La Bretagne est-elle seulement une terre de villégiature ?

Chronique publié le 31/07/15 5:51 dans Economie par Frédéric MORVAN pour Frédéric MORVAN

J'ose le dire, j'ai regardé sur Wikipédia pour vérifier ce que veut dire ce mot un peu beaucoup démodé de villégiature… et bingo je ne me suis pas trompé. Ouf ! Ce mot est élitiste, réservé aux riches, aux classes privilégiées. Cela signifie qu'ils partent dans des résidences leur correspondant pour se reposer des mois de durs labeurs à Paris ou dans les grandes villes. Pour la Bretagne, bien sûr vous l'aurez deviné, c'est la mer qu'ils préfèrent. Ce n'est pas nouveau, cela a commencé dans les années 1880 et tout le monde bien sûr pense à Dinard. Mais n'avez-vous pas remarqué qu'aujourd'hui toutes les côtes bretonnes du Mont-Saint-Michel à Pornic sont des espaces de villégiature. C'est si joli la Bretagne côtière. C'est si calme. Même s'il pleut de temps à autre et que le ciel est un peu trop souvent nuageux (n'oubliez pas de ne pas le répéter). On est bien tranquille. Les paysans bretons râlent mais bien loin, dans les terres.
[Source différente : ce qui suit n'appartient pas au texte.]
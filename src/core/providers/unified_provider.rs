//! Unified Provider Error Handling
//!
//! Single error type for every provider adapter.
//!
//! | Variant | Purpose | HTTP Status |
//! |------|------|------------|
//! | Authentication | Credential missing or rejected | 401 |
//! | Configuration | Adapter could not be built | 500 |
//! | RateLimit | Upstream throttled the call | 429 |
//! | ApiError | Any other non-success status | upstream |
//! | Network | Transport failure | 502 |
//! | Timeout | Request exceeded the adapter timeout | 504 |
//! | ResponseParsing | Body was not valid JSON | 502 |
//!
//! A `ProviderError` never crosses the load balancer boundary; it only drives
//! the "try next candidate" loop and is logged there.

/// Unified provider error type
#[derive(Debug, Clone, PartialEq, Eq, thiserror::Error)]
pub enum ProviderError {
    #[error("Authentication failed for {provider}: {message}")]
    Authentication {
        provider: &'static str,
        message: String,
    },

    #[error("Configuration error for {provider}: {message}")]
    Configuration {
        provider: &'static str,
        message: String,
    },

    #[error("Rate limit exceeded for {provider}: {message}")]
    RateLimit {
        provider: &'static str,
        message: String,
    },

    #[error("API error for {provider} (status {status}): {message}")]
    ApiError {
        provider: &'static str,
        status: u16,
        message: String,
    },

    #[error("Network error for {provider}: {message}")]
    Network {
        provider: &'static str,
        message: String,
    },

    #[error("Timeout for {provider}: {message}")]
    Timeout {
        provider: &'static str,
        message: String,
    },

    #[error("Response parsing error for {provider}: {message}")]
    ResponseParsing {
        provider: &'static str,
        message: String,
    },
}

impl ProviderError {
    /// Create authentication error
    pub fn authentication(provider: &'static str, message: impl Into<String>) -> Self {
        Self::Authentication {
            provider,
            message: message.into(),
        }
    }

    /// Create configuration error
    pub fn configuration(provider: &'static str, message: impl Into<String>) -> Self {
        Self::Configuration {
            provider,
            message: message.into(),
        }
    }

    /// Create network error
    pub fn network(provider: &'static str, message: impl Into<String>) -> Self {
        Self::Network {
            provider,
            message: message.into(),
        }
    }

    /// Create timeout error
    pub fn timeout(provider: &'static str, message: impl Into<String>) -> Self {
        Self::Timeout {
            provider,
            message: message.into(),
        }
    }

    /// Create response parsing error
    pub fn response_parsing(provider: &'static str, message: impl Into<String>) -> Self {
        Self::ResponseParsing {
            provider,
            message: message.into(),
        }
    }

    /// Map a non-success upstream status to an error
    pub fn from_http_status(provider: &'static str, status: u16, body: &str) -> Self {
        let message = if body.is_empty() {
            format!("HTTP {}", status)
        } else {
            format!("HTTP {}: {}", status, truncate_body(body))
        };
        match status {
            401 | 403 => Self::Authentication { provider, message },
            429 => Self::RateLimit { provider, message },
            _ => Self::ApiError {
                provider,
                status,
                message,
            },
        }
    }

    /// Map a reqwest transport error
    pub fn from_reqwest(provider: &'static str, err: reqwest::Error) -> Self {
        if err.is_timeout() {
            Self::timeout(provider, err.to_string())
        } else {
            Self::network(provider, err.to_string())
        }
    }

    /// Provider that raised the error
    pub fn provider(&self) -> &'static str {
        match self {
            Self::Authentication { provider, .. }
            | Self::Configuration { provider, .. }
            | Self::RateLimit { provider, .. }
            | Self::ApiError { provider, .. }
            | Self::Network { provider, .. }
            | Self::Timeout { provider, .. }
            | Self::ResponseParsing { provider, .. } => provider,
        }
    }

    /// HTTP status that best describes the error
    pub fn http_status(&self) -> u16 {
        match self {
            Self::Authentication { .. } => 401,
            Self::Configuration { .. } => 500,
            Self::RateLimit { .. } => 429,
            Self::ApiError { status, .. } => *status,
            Self::Network { .. } | Self::ResponseParsing { .. } => 502,
            Self::Timeout { .. } => 504,
        }
    }
}

/// Upstream bodies are cut to this many bytes in error messages
const MAX_ERROR_BODY: usize = 256;

fn truncate_body(body: &str) -> &str {
    crate::utils::truncate_utf8(body, MAX_ERROR_BODY)
}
Et puis les prospections minières ne touchent que l'intérieur du la Bretagne, bien loin des circuits touristiques, là où l'on ne va pas ou si peu, sauf s'il y a des concerts, et encore à Carhaix, c'est bien trop bruyant et puis c'est pour les jeunes…

J'ai eu de la chance. J'habite dans une maison au bord de la mer, un legs de ma mère. Et oui, le bol ! Car en 10 ans, les prix des maisons ont tellement grimpé que rare est l'indigène (j'aime bien ce terme) qui peut s'acheter une maison proche de la mer. Aujourd'hui je ne pourrais jamais m'acheter ma maison. Les maisons du petit port voisin sont à louer pour les trois-quarts et beaucoup d'entre elles ont été divisées en appartements pour l'été. Mais cela vous connaissez tous.
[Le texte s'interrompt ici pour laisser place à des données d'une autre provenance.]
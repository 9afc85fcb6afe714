//! Core traits module
//!
//! Contains the abstract interfaces provider adapters implement

pub mod provider;

pub use provider::*;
Le système de la villégiature existe depuis plus d'un siècle en Bretagne. Les Bretons et Bretonnes enrichis par les Trente Glorieuses (1950-1980), travaillant à Paris ou à l'étranger, se sont acheté des maisons des vacances et aiment revenir au pays, pour se reposer, voir la famille. Quoi de plus normal que cette volonté de se ressourcer ! Cependant une drôle d'impression me vient. J'ai visité cet après-midi une salle expo de peinture justement dans un centre culturel donnant sur mon petit port. Et là, j'ai eu comme le sentiment de ne pas être chez moi, de faire partie d'un autre monde. Les gens qui me parlaient semblaient avoir intégré davantage que moi la culture de chez moi. Bref, je me suis senti exclu… Vous me direz encore un Breton parano !
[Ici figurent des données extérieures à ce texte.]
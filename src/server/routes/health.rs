//! Health check endpoint

use actix_web::{HttpResponse, web};
use serde::Serialize;
use std::borrow::Cow;
use tracing::debug;

/// Configure health check routes
pub fn configure_routes(cfg: &mut web::ServiceConfig) {
    cfg.route("/health", web::get().to(health_check));
}

/// Basic health check endpoint
///
/// Answers without touching any provider, so it stays cheap for load
/// balancers and uptime monitors.
pub async fn health_check() -> HttpResponse {
    debug!("Health check requested");

    HttpResponse::Ok().json(HealthStatus {
        status: Cow::Borrowed("healthy"),
        version: Cow::Borrowed(env!("CARGO_PKG_VERSION")),
        commit: Cow::Borrowed(env!("GIT_HASH")),
        timestamp: chrono::Utc::now(),
    })
}

/// Health status
#[derive(Debug, Clone, Serialize)]
pub struct HealthStatus {
    pub status: Cow<'static, str>,
    pub version: Cow<'static, str>,
    pub commit: Cow<'static, str>,
    pub timestamp: chrono::DateTime<chrono::Utc>,
}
Cependant on ne m'enlèverait pas de la tête que la Bretagne, pardon, ses côtes, deviennent de plus en plus des espaces de villégiature, que les Bretons qui n'en ont pas les moyens sont rejetés vers l'intérieur, de plus en plus loin de la mer. Combien de maisons ont été vendues suite à des successions parce qu'elles valaient des centaines de milliers d'euro… alors qu'il y a 15 ans leur valeur ne dépassait pas la centaine de milliers de francs ?

L'économie de la Bretagne se résumera-t-elle à cela ? Une zone côtière vide les trois-quarts de l'année, réservée à une élite aisée, pour qui tout sera mis en ½uvre pour un séjour bien agréable durant l'été. Et pour l'intérieur de la Bretagne, ce n'est pas avoir notre agriculture défaillante que nous irons loin. Et pour les grandes villes… Comme la Bretagne manque de métropole à part Nantes et encore… et que nos dirigeants n'ont que le mot métropolisation à la bouche, on risque d'avoir quelques soucis.

Bref, cette situation est-elle le fruit d'une volonté politique et économique provenant de nos élus, de techniciens rennais, nantais, parisiens, européens ou la conséquence d'une évolution normale, longue et durable ?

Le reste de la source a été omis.